Theory and Application of Feminist, LGBTQI, and Queer Studies

Students choose between the following two thematic seminars, one for novice learners and one for advanced.

Theory and Application of Feminist, LGBTQI, and Queer Studies – syllabus
(GEND3000 / 3 credits)

Queer theory developed in the 1990s, mostly in the U.S., as an outgrowth of feminist and gender studies. Building on the work of the structuralists (particularly linguistic structuralism), the post-structuralist deconstructionists, and scholars from all fields, turned intellectual lenses onto understudied populations. It has grown from what was essentially the study of hetero- and homosexuality into a more far reaching theoretical expression of liminal spaces and what can be considered abnormal. This course, suitable for students who are new to queer and feminist theory, examines the crucial principles of queer theory, particularly as they play out in the Dutch and broader European context. We will engage with fundamental queer and feminist ideas, and explore how they relate to our city, our country, and our continent.


Advanced Theory and Application of Feminist, LGBTQI, and Queer Studies – syllabus
(GEND 3500 /  3 credits)

Queer theory developed in the 90s largely to analyze the gay community but has grown into something so much more. So much more, in fact, that is seems unmanageable. It is amorphous, its boundaries so fungible that they seem to disappear. Sometimes it gets desperately, vexingly hard to nail down what queer theory is. This course, suitable for students who have a solid grounding in queer theory, uses the lens of queer to explore these frustratingly elusive liminal edges of the field. We also explore some neighboring states, like trans, disability, and postcolonial studies in the Dutch/ European context. We aim to understand not only the theoretical possibilities, but also the lived experience, of the populations under study.

Migration, Gender, and Sexuality

Migration, Gender, and Sexuality – syllabus
(GEND3005 / 3 credits)

The course examines gender and sexuality in the context of post-colonial and post-migration subjectivities in the Netherlands and around the globe. Integrating lectures, field visits to museums and grassroots organizations, readings, and reflection sessions, the course will focus on the international aspect of the overarching topic: migration, international issues, transnational encounters, postcolonial and postmigration afterlives. Dur­ing a two-week excursion to Morocco, students study the interaction between Islam, gender relations, and sexuality in a predominantly Muslim country. The excursion and the lectures will allow students to draw a comparative understanding of how conceptions of gender and sexuality are constructed across cultures and societies. This course particularly prepares students for their two-week excursion to Morocco.


Dutch – syllabus
(DUTC1003 / 3 credits)

This course focuses on acquiring a working knowledge of the Dutch language related to sexuality and gender and to everyday life in the Netherlands. Students are almost always at the beginner’s level and during the semester acquire a basic understanding of Dutch, a vocabulary that is related to the program’s themes, and basic grammar. At the end of the course, most students are able to read news items and short articles in the Dutch language.

Research Methods and Ethics

Research Methods and Ethics – syllabus
(ANTH3500 / 3 credits)

This seminar introduces students to the conceptual and practical tools essential to forming constructive relationships with organizations and/or individuals from other cultures, particularly those required for completing an academic project in the cultural context of the Netherlands.

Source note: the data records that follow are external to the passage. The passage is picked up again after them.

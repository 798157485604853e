use core::net::Ipv4Addr;
use core::time::Duration;

use alarm_core::bootstrap::{
    BootstrapController, BootstrapEvent, BootstrapState, FailReason, Lease, LeaseClient,
    LeaseResult,
};
use alarm_core::config::{AddressingMode, DHCP_RETRY_LIMIT, NetConfig, STATIC_NET_CONFIG};
use heapless::{Deque, Vec as HeaplessVec};

#[derive(Copy, Clone, Debug, Eq, PartialEq)]
enum Call {
    Start,
    Step,
    Apply(Lease),
    Stop,
}

/// Replays scripted results; reports `Pending` once the script runs dry.
struct ScriptedClient {
    script: Deque<LeaseResult, 16>,
    calls: HeaplessVec<Call, 32>,
}

impl ScriptedClient {
    fn new(results: &[LeaseResult]) -> Self {
        let mut script = Deque::new();
        for result in results {
            script.push_back(*result).expect("script fits");
        }
        Self {
            script,
            calls: HeaplessVec::new(),
        }
    }

    fn count(&self, call: Call) -> usize {
        self.calls.iter().filter(|seen| **seen == call).count()
    }
}

impl LeaseClient for ScriptedClient {
    fn start(&mut self) {
        self.calls.push(Call::Start).expect("call log fits");
    }

    fn step(&mut self, _now: Duration) -> LeaseResult {
        self.calls.push(Call::Step).expect("call log fits");
        self.script.pop_front().unwrap_or(LeaseResult::Pending)
    }

    fn apply(&mut self, lease: &Lease) {
        self.calls.push(Call::Apply(*lease)).expect("call log fits");
    }

    fn stop(&mut self) {
        self.calls.push(Call::Stop).expect("call log fits");
    }
}

fn lease(last_octet: u8) -> Lease {
    Lease {
        config: NetConfig::new(
            Ipv4Addr::new(10, 0, 0, last_octet),
            Ipv4Addr::new(255, 255, 255, 0),
            Ipv4Addr::new(10, 0, 0, 1),
            Ipv4Addr::new(10, 0, 0, 1),
        ),
        lease_time: Duration::from_secs(86_400),
    }
}

fn dhcp(results: &[LeaseResult]) -> BootstrapController<ScriptedClient> {
    BootstrapController::new(
        AddressingMode::Dhcp,
        ScriptedClient::new(results),
        DHCP_RETRY_LIMIT,
    )
}

fn now() -> Duration {
    Duration::from_millis(0)
}

#[test]
fn first_step_starts_the_client() {
    let mut controller = dhcp(&[]);
    assert_eq!(controller.state(), BootstrapState::Idle);

    let report = controller.step(now());
    assert_eq!(report.state, BootstrapState::Acquiring);
    assert_eq!(report.event, Some(BootstrapEvent::Started));
    assert_eq!(controller.client().calls.as_slice(), &[Call::Start]);

    let report = controller.step(now());
    assert_eq!(report.state, BootstrapState::Acquiring);
    assert_eq!(report.event, None);
}

#[test]
fn sixth_consecutive_timeout_fails_with_limit_five() {
    let mut controller = dhcp(&[LeaseResult::Timeout; 6]);
    controller.step(now());

    for attempt in 1..=5 {
        let report = controller.step(now());
        assert_eq!(report.state, BootstrapState::Retrying(attempt));
        assert_eq!(
            report.event,
            Some(BootstrapEvent::Timeout {
                attempt,
                limit: DHCP_RETRY_LIMIT,
            })
        );
        assert_eq!(controller.client().count(Call::Stop), 0, "attempt {attempt}");
    }

    let report = controller.step(now());
    let reason = FailReason::RetryLimitExceeded { attempts: 6 };
    assert_eq!(report.state, BootstrapState::Failed(reason));
    assert_eq!(report.event, Some(BootstrapEvent::Failed(reason)));
    assert_eq!(controller.client().count(Call::Stop), 1);
}

#[test]
fn failed_is_terminal() {
    let mut controller = dhcp(&[
        LeaseResult::Conflict,
        LeaseResult::Leased(lease(9)),
    ]);
    controller.step(now());
    controller.step(now());
    assert!(controller.state().is_terminal());

    let steps_before = controller.client().count(Call::Step);
    let report = controller.step(now());
    assert_eq!(
        report.state,
        BootstrapState::Failed(FailReason::AddressConflict)
    );
    assert_eq!(report.event, None);
    assert_eq!(controller.client().count(Call::Step), steps_before);
}

#[test]
fn lease_after_retries_applies_configuration() {
    let granted = lease(42);
    let mut controller = dhcp(&[
        LeaseResult::Timeout,
        LeaseResult::Timeout,
        LeaseResult::Pending,
        LeaseResult::Leased(granted),
    ]);

    let states: HeaplessVec<BootstrapState, 8> =
        (0..5).map(|_| controller.step(now()).state).collect();
    assert_eq!(
        states.as_slice(),
        &[
            BootstrapState::Acquiring,
            BootstrapState::Retrying(1),
            BootstrapState::Retrying(2),
            BootstrapState::Retrying(2),
            BootstrapState::Leased,
        ]
    );
    assert_eq!(controller.client().count(Call::Apply(granted)), 1);
    assert_eq!(controller.client().count(Call::Stop), 0);
}

#[test]
fn conflict_while_leased_fail_stops() {
    let mut controller = dhcp(&[LeaseResult::Leased(lease(7)), LeaseResult::Conflict]);
    controller.step(now());
    assert_eq!(controller.step(now()).state, BootstrapState::Leased);

    let report = controller.step(now());
    assert_eq!(
        report.state,
        BootstrapState::Failed(FailReason::AddressConflict)
    );
    assert_eq!(controller.client().count(Call::Stop), 1);
}

#[test]
fn renewal_reapplies_and_lost_lease_restarts_the_count() {
    let renewed = lease(8);
    let mut controller = dhcp(&[
        LeaseResult::Timeout,
        LeaseResult::Timeout,
        LeaseResult::Leased(lease(7)),
        LeaseResult::Renewed(renewed),
        LeaseResult::Timeout,
    ]);
    for _ in 0..4 {
        controller.step(now());
    }

    let report = controller.step(now());
    assert_eq!(report.state, BootstrapState::Leased);
    assert_eq!(report.event, Some(BootstrapEvent::Renewed(renewed)));
    assert_eq!(controller.client().count(Call::Apply(renewed)), 1);

    let report = controller.step(now());
    assert_eq!(report.state, BootstrapState::Retrying(1));
    assert_eq!(report.event, Some(BootstrapEvent::LeaseLost));
}

#[test]
fn static_addressing_bypasses_the_client() {
    let mut controller = BootstrapController::new(
        AddressingMode::Static(STATIC_NET_CONFIG),
        ScriptedClient::new(&[LeaseResult::Conflict]),
        DHCP_RETRY_LIMIT,
    );

    for _ in 0..3 {
        let report = controller.step(now());
        assert_eq!(report.state, BootstrapState::Leased);
        assert_eq!(report.event, None);
    }
    assert!(controller.client().calls.is_empty());
    assert_eq!(controller.static_config(), Some(STATIC_NET_CONFIG));
}

#[test]
fn zero_retry_limit_fails_on_first_timeout() {
    let mut controller =
        BootstrapController::new(AddressingMode::Dhcp, ScriptedClient::new(&[LeaseResult::Timeout]), 0);
    controller.step(now());

    assert_eq!(
        controller.step(now()).state,
        BootstrapState::Failed(FailReason::RetryLimitExceeded { attempts: 1 })
    );
}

The course enhances students’ skills at building a network; initiating purposeful dialogue in the cultural context of the Netherlands; gathering, recording, and analyzing primary data; and writing an academic report. The course pays particular attention to the ethics of working, researching, and living as a cultural guest. The class situates these ethical issues specifically as they apply within the cultural context of the Netherlands and the program’s critical global issue: identity and human resilience. The course prepares students for their independent study project, and also gives students the intellectual tools to move about the world, learning and growing in an ethical manner.

Independent Study Project or Internship

In addition to taking the above courses, students will also need to enroll in one of the following two courses:

Internship and Seminar – syllabus
(ITRN3000 / 4 credits)

This seminar consists of a four-week internship with a local community organization, research organization, business, or international NGO in the Netherlands. The aim of the internship is to enable students to gain valuable work experience and enhance their skills in an international work environment. Specifically, students will conduct an internship in the context of gender and sexuality issues in the Netherlands, and a focus will be on linking internship learning with the program’s critical global issues of migration, identity, and resilience. The seminar includes regular reflection and assessment meetings with the academic director or internship coordinator to review the progress of the internship and learning associated with the internship experience. Students complete a substantial academic paper in which they process their learning experience on the job, analyze an issue important to the organization, and/or design a socially responsible solution to a problem identified by the organization. Students also conduct an oral presentation of their internship experience and findings.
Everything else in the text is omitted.